[24 novembre 2011]

En décembre 1986, le Conseil National de l'Ordre avait estimé que les dispositions de l’article R.4127-281 -à l’époque article 74 du code de déontologie- étaient applicables en cas de décès d’un associé d’une société civile professionnelle.

Or, après réflexion, une telle gérance ne peut pas se concevoir dans le cadre des sociétés d’exercice (SCP et SEL) comportant plusieurs associés exerçants puisque ces derniers assurent l’activité de ladite société.

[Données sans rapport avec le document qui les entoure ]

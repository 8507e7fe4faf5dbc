//! Pipeline Executor (C8): the top-level driver. Analogous to the
//! `tokio::select!`-based shutdown orchestration in
//! `bin/fc-outbox-processor`'s `main`, generalized into a library function —
//! here the "shutdown signal" racing the run is the manager's tick interval
//! rather than Ctrl+C.

use std::marker::PhantomData;
use std::sync::Arc;
use std::time::Duration;

use tracing::info;

use bx_common::{ConcurrencyLimits, ExecutionContext};
use bx_engine::fixtures::InMemoryFetcher;
use bx_engine::{BatchProcessor, Engine, EngineControl, ExecutionResult, ProgressTracker, WorkItemFetcher, WorkItemReader};
use bx_gates::ConcurrencyGates;
use bx_manager::{GoalBinding, ManagerConfig, RuntimeManager};
use bx_metrics::{MetricsCollector, ResourceProbe, RunCounters};
use bx_sizer::{size_workload, InitialDialStrategy, RecordCounter, ResourceSnapshot, SizingStrategy};

use crate::hooks::{HookedTracker, NoopHooks, PipelineHooks};

/// Static, run-scoped knobs that don't belong to any one component.
#[derive(Clone)]
pub struct PipelineConfig {
    pub batch_size: usize,
    pub limits: ConcurrencyLimits,
    pub sizing: SizingStrategy,
    pub manager: ManagerConfig,
    pub tick_period: Duration,
}

/// Ties the sizer, gates, engine, and runtime manager together into one run.
pub struct PipelineExecutor<T, R, V> {
    config: PipelineConfig,
    dial_strategy: Box<dyn InitialDialStrategy>,
    manager: RuntimeManager,
    sizing_resources: ResourceSnapshot,
    resource_probe: Arc<dyn ResourceProbe>,
    record_counter: Option<Box<dyn RecordCounter>>,
    hooks: Arc<dyn PipelineHooks<T>>,
    _marker: PhantomData<fn() -> (T, R, V)>,
}

impl<T, R, V> PipelineExecutor<T, R, V>
where
    T: Send + Sync + Clone + 'static,
    R: Send + Sync + Clone + 'static,
    V: Send + Sync + 'static,
{
    pub fn new(
        config: PipelineConfig,
        bindings: Vec<GoalBinding>,
        dial_strategy: Box<dyn InitialDialStrategy>,
        sizing_resources: ResourceSnapshot,
        resource_probe: Arc<dyn ResourceProbe>,
    ) -> Self {
        let manager = RuntimeManager::new(bindings, config.limits, config.manager);
        Self {
            config,
            dial_strategy,
            manager,
            sizing_resources,
            resource_probe,
            record_counter: None,
            hooks: Arc::new(NoopHooks),
            _marker: PhantomData,
        }
    }

    pub fn with_record_counter(mut self, counter: Box<dyn RecordCounter>) -> Self {
        self.record_counter = Some(counter);
        self
    }

    pub fn with_hooks(mut self, hooks: Arc<dyn PipelineHooks<T>>) -> Self {
        self.hooks = hooks;
        self
    }

    pub async fn run(
        &self,
        ctx: Arc<ExecutionContext>,
        fetcher: Arc<dyn WorkItemFetcher<T>>,
        reader: Arc<dyn WorkItemReader<T, R>>,
        processor: Arc<dyn BatchProcessor<R, V>>,
        tracker: Arc<dyn ProgressTracker<T, V>>,
    ) -> anyhow::Result<ExecutionResult> {
        let items = fetcher.fetch_work_items(&ctx).await?;
        let item_count = items.len() as u64;
        self.hooks.before_batch(item_count);

        let plan = size_workload(
            self.config.sizing,
            item_count,
            self.record_counter.as_deref(),
            &self.sizing_resources,
            &self.config.limits,
            self.dial_strategy.as_ref(),
        )
        .await?;

        info!(
            workload_class = ?plan.workload_class,
            work_item_concurrency = plan.initial_settings.work_item_concurrency,
            processing_concurrency = plan.initial_settings.processing_concurrency,
            "pipeline sized, starting engine"
        );

        let gates = Arc::new(ConcurrencyGates::new(plan.initial_settings));
        let counters = Arc::new(RunCounters::new());
        let engine: Engine<T, R, V> = Engine::new(gates, counters.clone(), self.config.batch_size);
        let collector = MetricsCollector::new(counters, Arc::clone(&self.resource_probe));

        // The real fetcher is invoked exactly once, above, for sizing; the
        // engine gets an in-memory replay of the same items so it never
        // calls out to the caller's fetcher a second time.
        let prefetched = Arc::new(InMemoryFetcher::new(items)) as Arc<dyn WorkItemFetcher<T>>;
        let hooked_tracker = Arc::new(HookedTracker::new(tracker, Arc::clone(&self.hooks))) as Arc<dyn ProgressTracker<T, V>>;

        let run_fut = engine.execute(ctx, prefetched, reader, processor, hooked_tracker);
        tokio::pin!(run_fut);

        let mut ticker = tokio::time::interval(self.config.tick_period);
        ticker.tick().await; // interval fires immediately; skip the zero-delay tick

        let result = loop {
            tokio::select! {
                biased;
                res = &mut run_fut => break res?,
                _ = ticker.tick() => {
                    self.manager.tick(&collector, &engine as &dyn EngineControl).await;
                }
            }
        };

        self.hooks.after_batch(&result);
        Ok(result)
    }
}

#[cfg(test)]
mod tests {
    use super::*;
    use bx_engine::fixtures::{InMemoryFetcher, MapProcessor, MapReader, RecordingTracker};
    use bx_goals::{PerformanceGoal, PerformanceGoalConfig};
    use bx_metrics::NoopResourceProbe;
    use bx_strategies::PerformanceStrategy;

    fn limits() -> ConcurrencyLimits {
        ConcurrencyLimits::new(1, 4, 1, 4).unwrap()
    }

    fn config(sizing: SizingStrategy, tick_period_ms: u64) -> PipelineConfig {
        PipelineConfig {
            batch_size: 4,
            limits: limits(),
            sizing,
            manager: ManagerConfig {
                cooldown: Duration::from_secs(30),
            },
            tick_period: Duration::from_millis(tick_period_ms),
        }
    }

    #[tokio::test]
    async fn processes_all_items_with_no_goals() {
        let executor: PipelineExecutor<i32, i32, i32> = PipelineExecutor::new(
            config(SizingStrategy::Static, 50),
            Vec::new(),
            Box::new(bx_sizer::WorkloadAwareStrategy),
            ResourceSnapshot::new(100),
            Arc::new(NoopResourceProbe),
        );

        let ctx = Arc::new(ExecutionContext::builder().build());
        let fetcher = Arc::new(InMemoryFetcher::new(vec![1, 2, 3, 4, 5]));
        let reader = Arc::new(MapReader::new(|item: &i32| Ok(vec![*item])));
        let processor = Arc::new(MapProcessor::new(|r: &i32| Ok(*r * 2)));
        let tracker: Arc<RecordingTracker<i32, i32>> = Arc::new(RecordingTracker::new());

        let result = executor
            .run(
                ctx,
                fetcher,
                reader,
                processor,
                Arc::clone(&tracker) as Arc<dyn ProgressTracker<i32, i32>>,
            )
            .await
            .unwrap();

        assert!(result.success);
        assert_eq!(result.total_work_items, 5);
        assert_eq!(result.work_items_processed, 5);
        assert_eq!(tracker.completions.lock().unwrap().len(), 5);
    }

    /// Reader that sleeps before returning, so a run takes long enough for
    /// the manager to tick (and, here, abort) before it would otherwise
    /// finish on its own.
    struct SlowReader {
        per_item_delay: Duration,
    }

    #[async_trait::async_trait]
    impl WorkItemReader<i32, i32> for SlowReader {
        async fn read_work_item(
            &self,
            item: &i32,
            _ctx: &ExecutionContext,
        ) -> Result<Vec<i32>, bx_engine::EngineError> {
            tokio::time::sleep(self.per_item_delay).await;
            Ok(vec![*item])
        }
    }

    #[tokio::test]
    async fn critical_deadline_violation_aborts_mid_run() {
        let goal = PerformanceGoal::new(PerformanceGoalConfig {
            deadline: Duration::from_millis(50),
            min_rate_per_minute: 1_000_000.0,
            tolerance: 0.8,
        });
        let bindings = vec![GoalBinding::new(Box::new(goal), Box::new(PerformanceStrategy))];

        // Small workload (3 items, limits min_work_item=1) starts at
        // work_item_concurrency=1, so the three 30ms reads run back to
        // back: ~90ms total, comfortably past the 50ms deadline.
        let executor: PipelineExecutor<i32, i32, i32> = PipelineExecutor::new(
            config(SizingStrategy::Static, 10),
            bindings,
            Box::new(bx_sizer::WorkloadAwareStrategy),
            ResourceSnapshot::new(100),
            Arc::new(NoopResourceProbe),
        );

        let ctx = Arc::new(ExecutionContext::builder().build());
        let fetcher = Arc::new(InMemoryFetcher::new(vec![1, 2, 3]));
        let reader = Arc::new(SlowReader {
            per_item_delay: Duration::from_millis(30),
        });
        let processor = Arc::new(MapProcessor::new(|r: &i32| Ok(*r)));
        let tracker: Arc<RecordingTracker<i32, i32>> = Arc::new(RecordingTracker::new());

        let result = executor
            .run(
                ctx,
                fetcher,
                reader,
                processor,
                Arc::clone(&tracker) as Arc<dyn ProgressTracker<i32, i32>>,
            )
            .await
            .unwrap();

        assert!(!result.success);
        assert_eq!(result.abort_reason.as_deref(), Some("performance"));
    }
}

Dans le respect des statuts, les héritiers du défunt perçoivent les bénéfices ou les dividendes liés aux parts.

Le cas particulier des sociétés d’exercice avec un associé unique

Attention

Dans un premier temps, il appartient aux héritiers de faire nommer  un administrateur judiciaire par le TGI , en référé, lequel administrateur  aura en charge la gestion administrative de la société.

En effet, conformément aux textes relatifs aux SCP et aux SCP , seuls les associés  exerçant la profession  au sein de la société  peuvent être gérants. Dès lors, aucun ayant-droit ne peut être gérant de la société.

Seul un administrateur judiciaire est habilité à engager la société et conclure des contrats  en son nom.

Pour répondre à cette situation particulière, le conseil national de l'Ordre a élaboré un modèle de convention d'exercice spécifique.